Vielleicht meint jetzt so mancher, das würde alles viel zu lange dauern. In der Blütezeit Venedigs und seiner venezianischen Demokratie dauerten die Legislaturperioden nur zwei Jahre. Die agierenden Mandatare mussten sich auch um keine Wahlkämpfe kümmern, denn sie waren für die folgende Legislaturperiode gesperrt. Für die übernächste Amtszeit zu kandidieren, lohnte sich nur für Bürger, die in ihrer letzten Amtsperiode Erfolge vorweisen konnten. Es gibt viele Modelle von Demokratien, über die wir wenig erfahren, da unser bestehendes Demokratiespiel den Vergleich vermeiden muss.

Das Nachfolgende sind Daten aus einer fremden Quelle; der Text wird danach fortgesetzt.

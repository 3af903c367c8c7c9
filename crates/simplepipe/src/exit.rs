use std::fmt;
use std::io;

use simplepipe_peer::PeerError;
use simplepipe_transport::TransportError;

pub const SUCCESS: i32 = 0;
pub const FAILURE: i32 = 1;
pub const TRANSPORT_ERROR: i32 = 3;
pub const PERMISSION_DENIED: i32 = 50;
pub const DATA_INVALID: i32 = 60;
pub const USAGE: i32 = 64;
pub const TIMEOUT: i32 = 124;
pub const INTERNAL: i32 = 125;

pub type CliResult<T> = Result<T, CliError>;

#[derive(Debug)]
pub struct CliError {
    pub code: i32,
    pub message: String,
}

impl CliError {
    pub fn new(code: i32, message: impl Into<String>) -> Self {
        Self {
            code,
            message: message.into(),
        }
    }
}

impl fmt::Display for CliError {
    fn fmt(&self, f: &mut fmt::Formatter<'_>) -> fmt::Result {
        write!(f, "{}", self.message)
    }
}

impl std::error::Error for CliError {}

pub fn io_error(context: &str, err: io::Error) -> CliError {
    let code = match err.kind() {
        io::ErrorKind::PermissionDenied => PERMISSION_DENIED,
        io::ErrorKind::TimedOut | io::ErrorKind::WouldBlock => TIMEOUT,
        io::ErrorKind::ConnectionRefused | io::ErrorKind::NotFound => TIMEOUT,
        io::ErrorKind::AddrInUse | io::ErrorKind::AlreadyExists => TRANSPORT_ERROR,
        _ => INTERNAL,
    };
    CliError::new(code, format!("{context}: {err}"))
}

pub fn transport_error(context: &str, err: TransportError) -> CliError {
    match err {
        TransportError::InvalidName { .. } | TransportError::NameTooLong { .. } => {
            CliError::new(USAGE, format!("{context}: {err}"))
        }
        TransportError::Create { source, .. }
        | TransportError::Connect { source, .. }
        | TransportError::Accept(source)
        | TransportError::Io(source) => io_error(context, source),
    }
}

pub fn peer_error(context: &str, err: PeerError) -> CliError {
    match err {
        PeerError::Transport(err) => transport_error(context, err),
        PeerError::Io(source) => io_error(context, source),
        PeerError::MessageTooLarge { .. }
        | PeerError::MessageTruncated { .. }
        | PeerError::EmptyMessage => CliError::new(DATA_INVALID, format!("{context}: {err}")),
        PeerError::Disconnected | PeerError::Closed | PeerError::WriteIncomplete { .. } => {
            CliError::new(FAILURE, format!("{context}: {err}"))
        }
        other => CliError::new(INTERNAL, format!("{context}: {other}")),
    }
}

#[cfg(test)]
mod tests {
    use super::*;

    #[test]
    fn missing_server_maps_to_timeout() {
        let err = peer_error(
            "connect failed",
            PeerError::Transport(TransportError::Connect {
                path: "/tmp/none.sock".into(),
                source: io::Error::from(io::ErrorKind::NotFound),
            }),
        );
        assert_eq!(err.code, TIMEOUT);
        assert!(err.message.starts_with("connect failed: "));
    }

    #[test]
    fn invalid_name_maps_to_usage() {
        let err = transport_error(
            "bad name",
            TransportError::InvalidName {
                name: "a/b".to_string(),
                reason: "name must not contain a path separator",
            },
        );
        assert_eq!(err.code, USAGE);
    }

    #[test]
    fn oversized_message_maps_to_data_invalid() {
        let err = peer_error(
            "send failed",
            PeerError::MessageTooLarge {
                size: 10,
                max: 4,
            },
        );
        assert_eq!(err.code, DATA_INVALID);
    }
}
use std::sync::atomic::{AtomicBool, AtomicU64, Ordering};
use std::sync::Arc;
use std::thread::{self, JoinHandle};
use std::time::{Duration, Instant};

use simplepipe_transport::{ChannelListener, ChannelName, PendingInstance, TransportError};
use tracing::{debug, info, warn};

use crate::config::CreationFailurePolicy;
use crate::connection::{ConnectionId, ConnectionWorker};
use crate::error::{PeerError, Result};
use crate::handler::Handler;
use crate::registry::Registry;

/// Flags shared between the accept loop and the server that drives it.
#[derive(Debug)]
pub(crate) struct AcceptState {
    pub(crate) reset_requested: AtomicBool,
    /// True only while the accept loop is inside (or about to enter) the OS
    /// attach wait.
    pub(crate) awaiting_attach: AtomicBool,
    pub(crate) errored: AtomicBool,
    next_id: AtomicU64,
}

impl AcceptState {
    pub(crate) fn new() -> Self {
        Self {
            reset_requested: AtomicBool::new(false),
            awaiting_attach: AtomicBool::new(false),
            errored: AtomicBool::new(false),
            next_id: AtomicU64::new(1),
        }
    }

    fn next_id(&self) -> ConnectionId {
        ConnectionId::new(self.next_id.fetch_add(1, Ordering::Relaxed))
    }

    fn reset_requested(&self) -> bool {
        self.reset_requested.load(Ordering::SeqCst)
    }
}

/// The accept loop: create an instance, wait for a client, hand the attached
/// endpoint to a new connection worker, repeat.
pub(crate) struct Acceptor {
    pub(crate) listener: ChannelListener,
    /// Instance created by `Server::start`, used for the first wait.
    pub(crate) first: Option<PendingInstance>,
    pub(crate) state: Arc<AcceptState>,
    pub(crate) registry: Arc<Registry>,
    pub(crate) handler: Arc<dyn Handler>,
    pub(crate) buffer_size: usize,
    pub(crate) poll_interval: Duration,
    pub(crate) policy: CreationFailurePolicy,
}

impl Acceptor {
    pub(crate) fn spawn(self) -> Result<JoinHandle<()>> {
        thread::Builder::new()
            .name(format!("simplepipe-accept-{}", self.listener.name()))
            .spawn(move || self.run())
            .map_err(|source| PeerError::Spawn {
                what: "acceptor",
                source,
            })
    }

    fn run(mut self) {
        let channel = self.listener.name().clone();
        debug!(%channel, "accept loop started");
        let mut next = self.first.take();

        while !self.state.reset_requested() {
            let instance = match next.take() {
                Some(instance) => instance,
                None => match self.listener.create_instance() {
                    Ok(instance) => instance,
                    Err(err) => {
                        if self.creation_failed(&channel, &err) {
                            continue;
                        }
                        break;
                    }
                },
            };

            // Publish the flag before re-checking reset; `Server::stop` does
            // the mirror image, so one side always sees the other.
            self.state.awaiting_attach.store(true, Ordering::SeqCst);
            if self.state.reset_requested() {
                self.state.awaiting_attach.store(false, Ordering::SeqCst);
                break;
            }
            let attached = instance.wait_for_attach();
            self.state.awaiting_attach.store(false, Ordering::SeqCst);

            if self.state.reset_requested() {
                drop(attached);
                break;
            }

            match attached {
                Ok(endpoint) => {
                    if self.state.errored.swap(false, Ordering::SeqCst) {
                        info!(%channel, "channel instance creation recovered");
                    }
                    let id = self.state.next_id();
                    match ConnectionWorker::spawn(
                        id,
                        endpoint,
                        Arc::clone(&self.handler),
                        self.buffer_size,
                        self.poll_interval,
                    ) {
                        Ok(worker) => self.registry.register(worker),
                        Err(err) => {
                            warn!(%channel, connection = %id, error = %err, "failed to start connection")
                        }
                    }
                }
                Err(err @ TransportError::Create { .. }) => {
                    if !self.creation_failed(&channel, &err) {
                        break;
                    }
                }
                Err(err) => {
                    debug!(%channel, error = %err, "client attach failed");
                    thread::sleep(self.poll_interval);
                }
            }

            self.registry.prune();
        }

        debug!(%channel, "accept loop stopped");
    }

    /// Flag a failed instance creation and apply the policy. Returns whether
    /// the loop should keep going.
    fn creation_failed(&self, channel: &ChannelName, err: &TransportError) -> bool {
        warn!(%channel, error = %err, "failed to create channel instance");
        self.state.errored.store(true, Ordering::SeqCst);
        self.registry.prune();
        match self.policy {
            CreationFailurePolicy::Terminate => {
                warn!(%channel, "accept loop terminated after creation failure");
                false
            }
            CreationFailurePolicy::Retry { backoff } => {
                self.pause(backoff);
                true
            }
        }
    }

    /// Sleep for `duration`, waking early if a reset is requested.
    fn pause(&self, duration: Duration) {
        let deadline = Instant::now() + duration;
        let slice = self.poll_interval.max(Duration::from_millis(1));
        while !self.state.reset_requested() {
            let now = Instant::now();
            if now >= deadline {
                return;
            }
            thread::sleep(slice.min(deadline - now));
        }
    }
}
use clap::{ArgGroup, Args, Subcommand};
use std::path::PathBuf;
use std::sync::atomic::{AtomicBool, Ordering};
use std::sync::Arc;
use std::time::Duration;

use simplepipe_peer::{ClientConfig, ServerConfig, DEFAULT_BUFFER_SIZE};

use crate::exit::{CliError, CliResult, INTERNAL, USAGE};
use crate::output::OutputFormat;

pub mod echo;
pub mod listen;
pub mod send;
pub mod version;

#[derive(Subcommand, Debug)]
pub enum Command {
    /// Start an echo server.
    Echo(EchoArgs),
    /// Send a single message.
    Send(SendArgs),
    /// Serve a channel and print received messages.
    Listen(ListenArgs),
    /// Show version information.
    Version(VersionArgs),
}

pub fn run(command: Command, format: OutputFormat) -> CliResult<i32> {
    match command {
        Command::Echo(args) => echo::run(args),
        Command::Send(args) => send::run(args, format),
        Command::Listen(args) => listen::run(args, format),
        Command::Version(args) => version::run(args),
    }
}

/// Channel selection shared by every networked command.
#[derive(Args, Debug)]
pub struct ChannelArgs {
    /// Published channel name.
    pub name: String,
    /// Directory holding the socket file (Unix only).
    #[arg(long, value_name = "DIR", env = "SIMPLEPIPE_DIR")]
    pub dir: Option<PathBuf>,
    /// Maximum message size in bytes.
    #[arg(long, value_name = "BYTES", env = "SIMPLEPIPE_BUFFER_SIZE", default_value_t = DEFAULT_BUFFER_SIZE)]
    pub buffer_size: usize,
}

impl ChannelArgs {
    pub fn server_config(&self) -> ServerConfig {
        let config = ServerConfig::new(&self.name).with_buffer_size(self.buffer_size);
        match &self.dir {
            Some(dir) => config.with_directory(dir),
            None => config,
        }
    }

    pub fn client_config(&self) -> ClientConfig {
        let config = ClientConfig::new(&self.name).with_buffer_size(self.buffer_size);
        match &self.dir {
            Some(dir) => config.with_directory(dir),
            None => config,
        }
    }
}

#[derive(Args, Debug)]
pub struct EchoArgs {
    #[command(flatten)]
    pub channel: ChannelArgs,
    /// Relay every message to all open connections instead of echoing it back.
    #[arg(long)]
    pub broadcast: bool,
}

#[derive(Args, Debug)]
#[command(group(ArgGroup::new("payload").required(true).args(["data", "file"])))]
pub struct SendArgs {
    #[command(flatten)]
    pub channel: ChannelArgs,
    /// Raw string payload.
    #[arg(long)]
    pub data: Option<String>,
    /// Read payload from file.
    #[arg(long)]
    pub file: Option<PathBuf>,
    /// How long to wait for the server to accept (e.g. 5s, 500ms).
    #[arg(long, default_value = "5s")]
    pub connect_timeout: String,
    /// Wait for one response message and print it.
    #[arg(long)]
    pub wait: bool,
    /// Maximum time to wait for response when --wait is set (e.g. 5s, 500ms).
    #[arg(long, default_value = "5s")]
    pub wait_timeout: String,
}

#[derive(Args, Debug)]
pub struct ListenArgs {
    #[command(flatten)]
    pub channel: ChannelArgs,
    /// Exit after receiving N messages.
    #[arg(long)]
    pub count: Option<usize>,
}

#[derive(Args, Debug)]
pub struct VersionArgs {
    /// Show extended build provenance.
    #[arg(long)]
    pub extended: bool,
}

pub fn parse_duration(input: &str) -> CliResult<Duration> {
    let input = input.trim();
    if input.is_empty() {
        return Err(CliError::new(USAGE, "duration must not be empty"));
    }

    let (number, unit) = if let Some(num) = input.strip_suffix("ms") {
        (num, "ms")
    } else if let Some(num) = input.strip_suffix('s') {
        (num, "s")
    } else {
        (input, "s")
    };

    let value: u64 = number
        .parse()
        .map_err(|_| CliError::new(USAGE, format!("invalid duration value: {input}")))?;

    if value == 0 {
        return Err(CliError::new(USAGE, "duration must be greater than zero"));
    }

    match unit {
        "ms" => Ok(Duration::from_millis(value)),
        _ => Ok(Duration::from_secs(value)),
    }
}

/// Clear `running` on Ctrl-C.
pub fn install_ctrlc_handler(running: Arc<AtomicBool>) -> CliResult<()> {
    ctrlc::set_handler(move || {
        running.store(false, Ordering::SeqCst);
    })
    .map_err(|err| CliError::new(INTERNAL, format!("signal handler setup failed: {err}")))
}

/// Block until `keep_going` returns false, checking every 50ms.
pub fn wait_while(mut keep_going: impl FnMut() -> bool) {
    while keep_going() {
        std::thread::sleep(Duration::from_millis(50));
    }
}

Nach den beiden Weltkriegen gab es bei uns in Österreich zwei Lager. Die ÖVP warnte vor der „Roten Gefahr“ durch die Sozialisten und die SPÖ warnte vor „Der Schwarzen Zukunft“ mit der ÖVP. Beide Lager waren so indoktriniert, dass es nicht möglich war, über die Parteigrenzen hinweg zu diskutieren. Viele waren direkte Parteimitglieder. Doch auch als Nicht-Mitglied konnte man durch eine unvorsichtige Äußerung sehr rasch dem einen oder anderen Lager zugeteilt werden und damit war das Gespräch dann beendet. Wir sollten uns etwas weiterentwickelt haben und dieses Lagerdenken langsam ablegen.

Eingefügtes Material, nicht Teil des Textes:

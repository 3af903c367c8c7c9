use std::sync::atomic::{AtomicBool, AtomicUsize, Ordering};
use std::sync::Arc;

use simplepipe_peer::{HandlerSet, Server};

use crate::cmd::{install_ctrlc_handler, wait_while, ListenArgs};
use crate::exit::{peer_error, CliResult, SUCCESS};
use crate::output::{print_message, OutputFormat};

pub fn run(args: ListenArgs, format: OutputFormat) -> CliResult<i32> {
    let running = Arc::new(AtomicBool::new(true));
    let printed = Arc::new(AtomicUsize::new(0));

    let channel = args.channel.name.clone();
    let limit = args.count;
    let handler = {
        let running = Arc::clone(&running);
        let printed = Arc::clone(&printed);
        HandlerSet::new().on_message(move |conn, message| {
            if !running.load(Ordering::SeqCst) {
                return;
            }
            let seq = printed.fetch_add(1, Ordering::SeqCst).saturating_add(1);
            if limit.is_some_and(|count| seq > count) {
                return;
            }
            print_message(&channel, conn.id().get(), message, format);
            if limit == Some(seq) {
                running.store(false, Ordering::SeqCst);
            }
        })
    };

    let server = Server::new(args.channel.server_config(), handler)
        .map_err(|err| peer_error("invalid channel", err))?;
    install_ctrlc_handler(running.clone())?;
    server
        .start()
        .map_err(|err| peer_error("start failed", err))?;
    tracing::info!(channel = server.name(), "listening");

    wait_while(|| running.load(Ordering::SeqCst));
    server.stop();
    tracing::debug!(messages = printed.load(Ordering::SeqCst), "listener stopped");
    Ok(SUCCESS)
}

Wie wir es gerade erleben, geht es um unser aller Wohlergehen, dass gerade auf dem politischen Spieltisch verzockt wird. Daher geht es nicht mehr darum, wer welche Farbe vertritt oder sich damit bemalt. Wir sollten uns für die entscheiden, die die besseren Vorschläge für unsere Zukunft haben. Eine gute Idee für das Volk wird nicht besser oder schlechter, ob sie von rot, grün, schwarz, blau, gelb oder lila kommt. Es geht um die Taten und die Handlungen, und nicht um die Farben. Insofern müssen wir auch keine historische Partei nach 80 Jahren umfärben. Dadurch wird heute nichts besser.

Legen wir den politischen Malkasten zur Seite und versuchen wir, eine gute Lösung für unsere Zukunft und die unserer Kinder und Enkel zu finden. Dazu brauchen wir Menschen, denen das ein Anliegen ist. Menschen, die unsere aktuelle Realität wahrnehmen können. Vor allem aber Menschen, die in der Lage sind, gemeinsam mit Spezialisten die richtigen Entscheidungen zu treffen. In unserer neuen Demokratie sollte der Wille des Volkes über allem stehen, was von den Vertretern des Volkes anzustreben ist.